Thanks to Enbridge, peoples from across Turtle Island have become politicized to the ongoing crisis to protect our lands. As citizens to our various nations we have had to take it upon ourselves to consider the next seven generations and uphold our responsibility to speak for them in the face of relentless greed and consumption of natural resources. “Resources” that we hold sacred. Countless people have taken to the streets in peaceful protest in the assertion that--we will not, cannot, entertain the idea of a pipeline spill in our Yintah. We have suggested alternatives, asked for cumulative assessments, sat through hearings and referendums and the answer from the people, even our children, is a resounding “NO! We do not want a spill. We do not want climate change. End of story.”
Sadly, it is clear that this story is long from over. The government’s agenda is to get the land locked fossil fuels to the coast as quickly and expediently as possible. The Joint Review Process which, was not cumulative in scope, was fast-tracked and ignored the evidence that the people and the land do not want Enbridge. Environmental laws were changed, sketchy deals made behind closed doors, and every attempt was made to silence the people—those crazy radicals who are terrorizing the Canadian government.
The cost of Enbridge has already been huge. Relationships in communities have been broken, people have lost their jobs, freedom of expression has been stifled, and our precious time has been wasted. Seven years have passed which could have been spent finding solutions to global and local problems rather than trying to wake up our own governments. Indigenous nations across the carbon corridor have spent considerable time and energy preparing for meetings, reviews, and assessments that were ignored. We’ve protested, rallied, had sit-ins, hosted free workshops, built communities of solidarity, wrote articles and blogs and songs and poems. In hindsight, it would have been better if all of us realized years ago that our voice did not matter and that the economy is the one and only trump card. We have a debt to pay and politician’s visa expenses, corporate jets, and poodled purses are more important than our salmon, than our culture, and our relationship to the state.
Nevertheless, I think this seven year’s war has been necessary to wake up the majority of people and prepare them for the battle that lies ahead. The laws and policies have failed to protect not only our Aboriginal rights and title, but our collective human rights. I believe we have enough people now to take on this next challenge which is going to require a change of tactics including physically halting access to our lands, legal battles, and aggressively pursuing alternatives to fossil fuels. We can’t just fight this one company anymore, we must change the way we live so our future is secure. The ocean’s will be rising at least one-metre in our generation, the salmon may go extinct, our water may be our most precious resource we have…so when we stand in front of the pipelines in solidarity, know you are standing up for our future.
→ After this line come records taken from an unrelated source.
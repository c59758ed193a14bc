//! Data models
//!
//! Shared between booking-server and frontend (via API).
//! DB row types use `#[cfg_attr(feature = "db", derive(sqlx::FromRow))]`.
//! All IDs are `i64` (SQLite INTEGER PRIMARY KEY).

pub mod appointment;
pub mod booking;
pub mod business_info;
pub mod client;
pub mod operator;
pub mod service;
pub mod shift;

// Re-exports
pub use appointment::*;
pub use booking::*;
pub use business_info::*;
pub use client::*;
pub use operator::*;
pub use service::*;
pub use shift::*;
This is not just an Indian problem or an environmentalist’s problem anymore, finding a way to stop our fossil fuel dependency is a cause for every human on this planet. Not even the wealthy can drink dirty water or breath filthy air. Let’s use this momentum that has been created to find real solutions, to assert title to our lands (for Wet’suwet’en…as one united nation) that has never been ceded, and work together to make this world a better place. Let’s drop the language of consultation and accommodation. In unceded lands we speak the truth of free, prior, and informed consent. Push that agenda, protect our lands, and defend our communities.
Strength and love to my people, my friends, over the next roadblock that has been put in our way. All my relations.